_Aim of the task_
Reproduce word for word the lines between those holding "pub fn kind(self)" and "use FieldId::*;", inclusive, and nothing else from the data below.

====== Material shown ======

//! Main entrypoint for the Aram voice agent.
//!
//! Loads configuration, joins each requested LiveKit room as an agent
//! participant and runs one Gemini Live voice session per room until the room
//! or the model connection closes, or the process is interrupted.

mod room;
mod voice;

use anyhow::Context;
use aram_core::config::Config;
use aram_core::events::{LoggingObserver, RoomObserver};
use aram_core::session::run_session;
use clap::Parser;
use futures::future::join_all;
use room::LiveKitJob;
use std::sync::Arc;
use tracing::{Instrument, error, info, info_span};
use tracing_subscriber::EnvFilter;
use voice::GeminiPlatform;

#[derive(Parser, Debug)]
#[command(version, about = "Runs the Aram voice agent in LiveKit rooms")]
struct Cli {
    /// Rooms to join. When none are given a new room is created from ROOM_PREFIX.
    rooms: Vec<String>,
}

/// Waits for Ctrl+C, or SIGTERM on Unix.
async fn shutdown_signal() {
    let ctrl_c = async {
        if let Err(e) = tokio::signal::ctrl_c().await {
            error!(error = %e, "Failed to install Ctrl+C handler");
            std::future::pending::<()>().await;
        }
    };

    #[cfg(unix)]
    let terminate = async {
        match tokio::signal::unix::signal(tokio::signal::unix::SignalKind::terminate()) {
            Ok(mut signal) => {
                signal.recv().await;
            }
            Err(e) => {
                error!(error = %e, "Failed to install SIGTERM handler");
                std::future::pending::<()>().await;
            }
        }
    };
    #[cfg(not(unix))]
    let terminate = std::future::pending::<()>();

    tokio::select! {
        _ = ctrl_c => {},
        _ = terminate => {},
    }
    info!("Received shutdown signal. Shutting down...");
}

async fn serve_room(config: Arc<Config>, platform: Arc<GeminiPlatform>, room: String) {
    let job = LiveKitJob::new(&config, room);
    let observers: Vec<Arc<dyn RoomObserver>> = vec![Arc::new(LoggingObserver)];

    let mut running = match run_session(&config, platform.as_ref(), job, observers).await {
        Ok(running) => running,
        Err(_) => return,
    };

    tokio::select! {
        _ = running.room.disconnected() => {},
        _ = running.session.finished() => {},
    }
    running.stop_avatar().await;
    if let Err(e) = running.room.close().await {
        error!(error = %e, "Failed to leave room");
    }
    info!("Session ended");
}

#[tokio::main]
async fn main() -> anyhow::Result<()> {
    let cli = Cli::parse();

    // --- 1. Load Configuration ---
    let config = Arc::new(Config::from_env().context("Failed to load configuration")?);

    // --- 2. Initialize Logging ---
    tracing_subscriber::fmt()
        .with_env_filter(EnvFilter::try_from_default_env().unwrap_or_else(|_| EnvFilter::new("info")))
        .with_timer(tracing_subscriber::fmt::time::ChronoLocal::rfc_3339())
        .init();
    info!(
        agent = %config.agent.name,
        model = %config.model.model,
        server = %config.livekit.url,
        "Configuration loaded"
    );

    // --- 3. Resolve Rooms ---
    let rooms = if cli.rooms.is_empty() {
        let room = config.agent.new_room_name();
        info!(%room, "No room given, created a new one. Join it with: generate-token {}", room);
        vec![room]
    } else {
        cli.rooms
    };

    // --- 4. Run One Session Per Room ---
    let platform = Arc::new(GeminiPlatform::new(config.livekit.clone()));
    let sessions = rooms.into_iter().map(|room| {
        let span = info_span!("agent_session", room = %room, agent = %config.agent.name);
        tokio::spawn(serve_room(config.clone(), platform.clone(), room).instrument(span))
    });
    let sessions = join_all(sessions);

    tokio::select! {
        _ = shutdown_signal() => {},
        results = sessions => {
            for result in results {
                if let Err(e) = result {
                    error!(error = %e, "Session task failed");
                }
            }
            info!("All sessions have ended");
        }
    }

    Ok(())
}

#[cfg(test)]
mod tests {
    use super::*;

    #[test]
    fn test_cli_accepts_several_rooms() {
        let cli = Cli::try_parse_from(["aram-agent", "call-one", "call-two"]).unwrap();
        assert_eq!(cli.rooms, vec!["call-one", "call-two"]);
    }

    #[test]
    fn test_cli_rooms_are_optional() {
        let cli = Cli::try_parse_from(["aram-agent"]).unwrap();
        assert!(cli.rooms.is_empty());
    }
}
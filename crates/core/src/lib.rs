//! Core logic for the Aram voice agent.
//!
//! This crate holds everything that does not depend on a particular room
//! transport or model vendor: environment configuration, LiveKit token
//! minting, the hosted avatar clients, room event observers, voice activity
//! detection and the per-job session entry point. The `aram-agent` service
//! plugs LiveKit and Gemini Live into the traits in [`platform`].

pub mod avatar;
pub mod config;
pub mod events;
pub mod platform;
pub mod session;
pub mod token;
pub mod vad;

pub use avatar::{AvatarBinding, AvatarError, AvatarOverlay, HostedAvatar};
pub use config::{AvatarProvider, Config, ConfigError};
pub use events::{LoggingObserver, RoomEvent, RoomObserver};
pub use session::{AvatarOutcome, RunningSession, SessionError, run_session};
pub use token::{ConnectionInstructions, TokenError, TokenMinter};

======
====== Material shown ======

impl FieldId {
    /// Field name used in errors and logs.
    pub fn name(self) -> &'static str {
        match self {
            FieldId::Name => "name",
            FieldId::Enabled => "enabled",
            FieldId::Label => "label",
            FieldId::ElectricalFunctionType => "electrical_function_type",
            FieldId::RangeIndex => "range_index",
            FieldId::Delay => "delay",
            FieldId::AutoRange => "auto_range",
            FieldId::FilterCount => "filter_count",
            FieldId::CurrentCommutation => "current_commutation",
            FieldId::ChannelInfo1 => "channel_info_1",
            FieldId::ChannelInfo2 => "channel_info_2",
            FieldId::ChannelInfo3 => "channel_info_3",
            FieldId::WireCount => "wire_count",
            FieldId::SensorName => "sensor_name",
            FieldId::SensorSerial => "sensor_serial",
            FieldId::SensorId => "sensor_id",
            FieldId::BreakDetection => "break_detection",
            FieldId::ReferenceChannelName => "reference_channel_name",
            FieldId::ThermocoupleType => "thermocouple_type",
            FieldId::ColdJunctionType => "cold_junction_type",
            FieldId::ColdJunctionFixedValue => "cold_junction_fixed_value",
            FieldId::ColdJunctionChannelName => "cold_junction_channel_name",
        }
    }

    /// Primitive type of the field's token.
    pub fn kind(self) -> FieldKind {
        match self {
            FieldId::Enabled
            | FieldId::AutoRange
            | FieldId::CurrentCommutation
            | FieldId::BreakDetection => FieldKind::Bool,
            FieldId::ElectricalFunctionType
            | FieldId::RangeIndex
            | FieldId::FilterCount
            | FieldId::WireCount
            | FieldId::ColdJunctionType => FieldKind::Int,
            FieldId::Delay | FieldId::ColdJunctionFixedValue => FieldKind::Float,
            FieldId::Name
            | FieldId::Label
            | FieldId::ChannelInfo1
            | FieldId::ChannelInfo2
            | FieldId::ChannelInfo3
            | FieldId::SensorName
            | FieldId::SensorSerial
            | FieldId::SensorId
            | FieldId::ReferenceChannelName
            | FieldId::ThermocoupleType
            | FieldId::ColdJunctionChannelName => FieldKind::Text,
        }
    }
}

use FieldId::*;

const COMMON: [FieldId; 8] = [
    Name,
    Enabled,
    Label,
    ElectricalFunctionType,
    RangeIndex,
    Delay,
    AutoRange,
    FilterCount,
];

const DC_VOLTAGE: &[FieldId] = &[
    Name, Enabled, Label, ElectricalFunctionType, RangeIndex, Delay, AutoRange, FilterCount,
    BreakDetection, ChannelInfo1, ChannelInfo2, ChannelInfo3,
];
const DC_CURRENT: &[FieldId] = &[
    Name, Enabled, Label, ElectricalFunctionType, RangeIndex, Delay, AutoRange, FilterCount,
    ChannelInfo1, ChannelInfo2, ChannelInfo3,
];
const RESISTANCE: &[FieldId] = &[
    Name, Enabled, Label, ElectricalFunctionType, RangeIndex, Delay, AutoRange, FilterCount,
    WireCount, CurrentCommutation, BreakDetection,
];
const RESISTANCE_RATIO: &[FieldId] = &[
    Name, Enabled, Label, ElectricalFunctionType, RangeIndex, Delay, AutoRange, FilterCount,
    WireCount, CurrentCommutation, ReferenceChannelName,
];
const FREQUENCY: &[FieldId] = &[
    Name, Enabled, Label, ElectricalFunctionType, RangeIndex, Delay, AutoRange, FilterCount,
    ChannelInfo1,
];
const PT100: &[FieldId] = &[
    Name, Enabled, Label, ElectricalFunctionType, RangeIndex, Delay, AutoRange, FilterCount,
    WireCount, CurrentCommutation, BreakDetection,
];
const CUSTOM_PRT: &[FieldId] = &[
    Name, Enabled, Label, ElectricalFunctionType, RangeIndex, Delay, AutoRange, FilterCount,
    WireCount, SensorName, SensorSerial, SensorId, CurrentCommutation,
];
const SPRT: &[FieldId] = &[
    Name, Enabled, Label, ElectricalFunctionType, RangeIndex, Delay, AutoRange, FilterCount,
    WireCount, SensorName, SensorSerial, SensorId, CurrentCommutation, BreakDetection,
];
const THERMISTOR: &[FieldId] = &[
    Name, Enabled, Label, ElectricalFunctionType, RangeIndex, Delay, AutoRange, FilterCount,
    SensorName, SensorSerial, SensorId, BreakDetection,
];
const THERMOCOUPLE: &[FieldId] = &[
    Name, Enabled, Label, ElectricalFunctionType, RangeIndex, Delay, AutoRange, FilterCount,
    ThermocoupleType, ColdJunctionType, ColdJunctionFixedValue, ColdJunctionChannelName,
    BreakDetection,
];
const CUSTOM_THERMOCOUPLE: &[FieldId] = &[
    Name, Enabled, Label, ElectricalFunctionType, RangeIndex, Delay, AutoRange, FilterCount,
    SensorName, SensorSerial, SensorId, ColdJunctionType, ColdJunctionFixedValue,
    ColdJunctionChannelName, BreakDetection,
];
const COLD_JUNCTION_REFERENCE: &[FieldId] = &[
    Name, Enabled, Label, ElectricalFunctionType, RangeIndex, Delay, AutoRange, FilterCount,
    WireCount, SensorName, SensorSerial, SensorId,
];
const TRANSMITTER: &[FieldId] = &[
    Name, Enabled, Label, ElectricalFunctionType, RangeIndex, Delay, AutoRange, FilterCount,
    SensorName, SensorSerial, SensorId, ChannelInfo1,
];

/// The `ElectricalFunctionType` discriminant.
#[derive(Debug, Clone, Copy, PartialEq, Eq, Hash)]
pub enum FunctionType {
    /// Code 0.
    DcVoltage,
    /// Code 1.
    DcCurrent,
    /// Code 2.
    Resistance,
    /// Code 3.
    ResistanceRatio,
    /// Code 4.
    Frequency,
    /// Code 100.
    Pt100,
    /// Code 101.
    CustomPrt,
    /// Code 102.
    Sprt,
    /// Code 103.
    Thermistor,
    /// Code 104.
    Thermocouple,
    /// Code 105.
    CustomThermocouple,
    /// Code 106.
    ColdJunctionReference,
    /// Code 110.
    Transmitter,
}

======

_Result_
    pub fn kind(self) -> FieldKind {
        match self {
            FieldId::Enabled
            | FieldId::AutoRange
            | FieldId::CurrentCommutation
            | FieldId::BreakDetection => FieldKind::Bool,
            FieldId::ElectricalFunctionType
            | FieldId::RangeIndex
            | FieldId::FilterCount
            | FieldId::WireCount
            | FieldId::ColdJunctionType => FieldKind::Int,
            FieldId::Delay | FieldId::ColdJunctionFixedValue => FieldKind::Float,
            FieldId::Name
            | FieldId::Label
            | FieldId::ChannelInfo1
            | FieldId::ChannelInfo2
            | FieldId::ChannelInfo3
            | FieldId::SensorName
            | FieldId::SensorSerial
            | FieldId::SensorId
            | FieldId::ReferenceChannelName
            | FieldId::ThermocoupleType
            | FieldId::ColdJunctionChannelName => FieldKind::Text,
        }
    }
}

use FieldId::*;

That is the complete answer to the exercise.